# WHAT IS EXPECTED
Search the entries below for the word "DVector" and copy each line that has it.

# DATA LISTING
▽
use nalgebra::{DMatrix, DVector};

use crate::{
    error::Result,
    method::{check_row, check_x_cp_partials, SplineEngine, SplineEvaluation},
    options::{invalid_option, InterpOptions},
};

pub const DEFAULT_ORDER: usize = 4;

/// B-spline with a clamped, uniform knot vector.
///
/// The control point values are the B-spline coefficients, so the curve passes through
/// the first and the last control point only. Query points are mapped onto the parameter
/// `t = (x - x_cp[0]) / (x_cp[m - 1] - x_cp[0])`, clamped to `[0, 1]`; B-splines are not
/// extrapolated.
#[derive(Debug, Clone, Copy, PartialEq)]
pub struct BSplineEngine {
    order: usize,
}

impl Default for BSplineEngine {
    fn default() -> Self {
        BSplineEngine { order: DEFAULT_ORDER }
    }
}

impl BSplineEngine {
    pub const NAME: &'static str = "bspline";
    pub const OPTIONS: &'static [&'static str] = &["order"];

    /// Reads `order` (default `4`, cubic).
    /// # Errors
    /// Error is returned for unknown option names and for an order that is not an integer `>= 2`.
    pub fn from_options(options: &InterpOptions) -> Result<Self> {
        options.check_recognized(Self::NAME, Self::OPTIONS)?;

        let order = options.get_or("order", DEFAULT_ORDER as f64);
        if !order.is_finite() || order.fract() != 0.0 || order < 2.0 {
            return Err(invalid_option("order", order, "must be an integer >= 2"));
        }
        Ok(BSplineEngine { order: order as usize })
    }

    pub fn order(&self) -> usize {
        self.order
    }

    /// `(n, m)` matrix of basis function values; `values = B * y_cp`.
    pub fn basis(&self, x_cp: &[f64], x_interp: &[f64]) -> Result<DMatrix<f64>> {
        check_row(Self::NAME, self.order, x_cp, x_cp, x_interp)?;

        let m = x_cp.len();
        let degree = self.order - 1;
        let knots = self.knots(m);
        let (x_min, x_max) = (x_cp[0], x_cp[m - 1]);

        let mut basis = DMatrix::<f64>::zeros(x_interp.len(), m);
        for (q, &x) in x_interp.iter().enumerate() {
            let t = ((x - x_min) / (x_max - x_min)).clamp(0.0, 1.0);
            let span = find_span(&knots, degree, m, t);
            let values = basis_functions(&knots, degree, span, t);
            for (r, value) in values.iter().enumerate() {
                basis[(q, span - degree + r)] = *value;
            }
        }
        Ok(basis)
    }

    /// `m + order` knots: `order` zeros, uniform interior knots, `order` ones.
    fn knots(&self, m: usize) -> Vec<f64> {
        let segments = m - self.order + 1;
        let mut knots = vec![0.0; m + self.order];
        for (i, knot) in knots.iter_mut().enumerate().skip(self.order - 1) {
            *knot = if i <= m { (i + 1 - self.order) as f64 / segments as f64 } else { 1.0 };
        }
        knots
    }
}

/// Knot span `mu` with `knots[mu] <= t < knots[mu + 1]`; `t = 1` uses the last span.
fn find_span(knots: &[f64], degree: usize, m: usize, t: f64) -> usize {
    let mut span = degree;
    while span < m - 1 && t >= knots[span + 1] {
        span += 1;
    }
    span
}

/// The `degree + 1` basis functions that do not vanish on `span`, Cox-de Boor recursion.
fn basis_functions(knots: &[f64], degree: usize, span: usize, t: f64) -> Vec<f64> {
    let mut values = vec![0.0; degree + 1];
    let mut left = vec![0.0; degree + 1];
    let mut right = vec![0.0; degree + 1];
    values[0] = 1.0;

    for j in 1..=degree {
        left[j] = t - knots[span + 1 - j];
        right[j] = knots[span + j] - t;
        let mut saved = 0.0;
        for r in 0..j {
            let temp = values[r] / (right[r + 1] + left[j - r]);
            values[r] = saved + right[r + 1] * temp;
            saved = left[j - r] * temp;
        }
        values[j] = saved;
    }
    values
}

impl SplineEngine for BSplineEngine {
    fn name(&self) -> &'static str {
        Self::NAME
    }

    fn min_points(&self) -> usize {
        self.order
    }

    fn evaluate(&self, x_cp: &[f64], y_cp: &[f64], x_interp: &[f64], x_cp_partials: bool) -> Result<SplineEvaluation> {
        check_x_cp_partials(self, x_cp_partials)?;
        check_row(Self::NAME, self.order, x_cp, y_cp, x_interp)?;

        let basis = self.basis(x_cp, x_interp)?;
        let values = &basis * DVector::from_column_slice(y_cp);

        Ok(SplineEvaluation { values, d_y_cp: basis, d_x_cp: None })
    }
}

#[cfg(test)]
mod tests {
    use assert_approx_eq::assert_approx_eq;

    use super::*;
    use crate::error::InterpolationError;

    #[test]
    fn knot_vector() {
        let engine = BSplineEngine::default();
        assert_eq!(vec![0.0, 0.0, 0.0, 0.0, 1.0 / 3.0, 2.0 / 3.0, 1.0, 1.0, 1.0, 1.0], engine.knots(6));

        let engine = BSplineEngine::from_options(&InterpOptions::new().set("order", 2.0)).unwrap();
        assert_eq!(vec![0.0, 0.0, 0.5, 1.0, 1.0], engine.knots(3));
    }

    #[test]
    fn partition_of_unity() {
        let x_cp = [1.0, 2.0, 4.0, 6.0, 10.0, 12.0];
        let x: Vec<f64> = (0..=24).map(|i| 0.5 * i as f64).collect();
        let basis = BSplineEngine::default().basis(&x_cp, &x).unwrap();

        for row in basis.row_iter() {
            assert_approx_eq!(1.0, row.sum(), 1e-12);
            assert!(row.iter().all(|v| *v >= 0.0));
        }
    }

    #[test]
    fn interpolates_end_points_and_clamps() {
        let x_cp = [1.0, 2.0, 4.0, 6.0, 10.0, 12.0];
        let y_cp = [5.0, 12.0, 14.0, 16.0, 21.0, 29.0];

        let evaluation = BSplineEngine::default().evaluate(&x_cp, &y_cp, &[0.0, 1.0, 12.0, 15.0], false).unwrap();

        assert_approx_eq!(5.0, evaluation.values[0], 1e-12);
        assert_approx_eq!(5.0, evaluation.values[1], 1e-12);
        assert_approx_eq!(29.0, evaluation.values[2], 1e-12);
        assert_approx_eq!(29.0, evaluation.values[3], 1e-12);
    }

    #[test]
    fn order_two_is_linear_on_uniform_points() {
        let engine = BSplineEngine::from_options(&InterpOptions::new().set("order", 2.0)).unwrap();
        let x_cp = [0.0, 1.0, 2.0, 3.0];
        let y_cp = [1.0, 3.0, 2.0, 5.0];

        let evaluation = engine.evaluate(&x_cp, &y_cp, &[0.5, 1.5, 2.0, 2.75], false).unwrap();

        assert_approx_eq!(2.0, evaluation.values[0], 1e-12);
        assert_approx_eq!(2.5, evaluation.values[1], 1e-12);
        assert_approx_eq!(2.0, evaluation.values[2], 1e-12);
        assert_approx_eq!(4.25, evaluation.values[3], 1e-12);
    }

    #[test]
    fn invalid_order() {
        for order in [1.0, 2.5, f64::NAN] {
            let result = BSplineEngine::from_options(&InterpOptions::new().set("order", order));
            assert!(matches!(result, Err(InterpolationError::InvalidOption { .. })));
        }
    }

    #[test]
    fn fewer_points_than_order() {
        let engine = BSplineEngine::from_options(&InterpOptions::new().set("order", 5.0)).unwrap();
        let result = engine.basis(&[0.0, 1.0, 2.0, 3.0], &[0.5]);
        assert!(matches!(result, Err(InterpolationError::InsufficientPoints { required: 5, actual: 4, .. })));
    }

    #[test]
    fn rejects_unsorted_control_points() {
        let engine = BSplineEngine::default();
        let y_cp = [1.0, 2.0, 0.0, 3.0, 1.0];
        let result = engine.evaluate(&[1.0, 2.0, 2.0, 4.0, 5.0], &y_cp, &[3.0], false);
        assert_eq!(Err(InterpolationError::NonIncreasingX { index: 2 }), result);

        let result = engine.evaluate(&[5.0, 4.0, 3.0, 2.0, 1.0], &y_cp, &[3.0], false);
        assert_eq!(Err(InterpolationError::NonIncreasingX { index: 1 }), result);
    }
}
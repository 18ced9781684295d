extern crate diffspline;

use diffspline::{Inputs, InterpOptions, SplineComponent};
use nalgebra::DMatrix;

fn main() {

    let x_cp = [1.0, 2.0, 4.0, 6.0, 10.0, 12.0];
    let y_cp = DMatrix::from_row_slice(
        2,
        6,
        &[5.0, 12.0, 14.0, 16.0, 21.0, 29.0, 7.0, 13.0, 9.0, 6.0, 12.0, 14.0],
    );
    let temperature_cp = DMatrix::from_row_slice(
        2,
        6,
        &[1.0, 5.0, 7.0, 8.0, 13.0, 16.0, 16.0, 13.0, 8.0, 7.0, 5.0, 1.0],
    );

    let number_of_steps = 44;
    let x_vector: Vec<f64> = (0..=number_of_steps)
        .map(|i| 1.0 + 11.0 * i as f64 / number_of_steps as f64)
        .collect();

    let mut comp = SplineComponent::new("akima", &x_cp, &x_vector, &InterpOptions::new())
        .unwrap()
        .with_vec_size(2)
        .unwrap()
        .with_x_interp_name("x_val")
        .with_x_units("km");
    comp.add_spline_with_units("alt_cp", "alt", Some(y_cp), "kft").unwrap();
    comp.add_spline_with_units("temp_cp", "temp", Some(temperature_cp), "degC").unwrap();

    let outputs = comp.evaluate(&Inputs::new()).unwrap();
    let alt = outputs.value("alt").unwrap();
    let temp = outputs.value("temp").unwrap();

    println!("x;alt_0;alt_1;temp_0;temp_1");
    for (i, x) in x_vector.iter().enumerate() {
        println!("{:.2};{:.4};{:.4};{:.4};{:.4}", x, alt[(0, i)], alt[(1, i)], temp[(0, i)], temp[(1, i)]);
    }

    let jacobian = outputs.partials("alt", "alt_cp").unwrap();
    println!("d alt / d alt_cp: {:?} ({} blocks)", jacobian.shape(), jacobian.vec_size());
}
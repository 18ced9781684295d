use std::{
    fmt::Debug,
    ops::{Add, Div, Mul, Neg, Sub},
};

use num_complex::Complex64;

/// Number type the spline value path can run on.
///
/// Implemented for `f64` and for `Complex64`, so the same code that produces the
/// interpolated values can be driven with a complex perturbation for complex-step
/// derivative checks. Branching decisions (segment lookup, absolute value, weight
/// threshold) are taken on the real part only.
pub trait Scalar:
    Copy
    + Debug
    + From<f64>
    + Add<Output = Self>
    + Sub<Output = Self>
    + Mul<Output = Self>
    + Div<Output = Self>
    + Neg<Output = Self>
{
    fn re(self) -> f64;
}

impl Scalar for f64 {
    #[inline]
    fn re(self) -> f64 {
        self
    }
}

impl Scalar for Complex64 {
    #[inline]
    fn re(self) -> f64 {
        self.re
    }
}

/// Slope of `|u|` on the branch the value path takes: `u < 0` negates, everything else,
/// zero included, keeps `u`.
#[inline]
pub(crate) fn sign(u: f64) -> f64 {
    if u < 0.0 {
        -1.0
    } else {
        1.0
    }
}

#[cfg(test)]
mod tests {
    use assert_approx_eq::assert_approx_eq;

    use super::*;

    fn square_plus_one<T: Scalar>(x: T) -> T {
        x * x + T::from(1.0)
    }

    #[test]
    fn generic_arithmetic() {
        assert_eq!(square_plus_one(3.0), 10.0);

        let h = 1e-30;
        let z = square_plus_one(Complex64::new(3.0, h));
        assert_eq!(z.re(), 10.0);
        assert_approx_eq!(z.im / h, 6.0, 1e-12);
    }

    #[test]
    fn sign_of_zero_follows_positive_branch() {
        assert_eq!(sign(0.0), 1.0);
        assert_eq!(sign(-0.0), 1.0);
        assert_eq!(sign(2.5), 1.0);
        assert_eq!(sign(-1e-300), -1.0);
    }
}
△
# FINAL ANSWER
use nalgebra::{DMatrix, DVector};
        let values = &basis * DVector::from_column_slice(y_cp);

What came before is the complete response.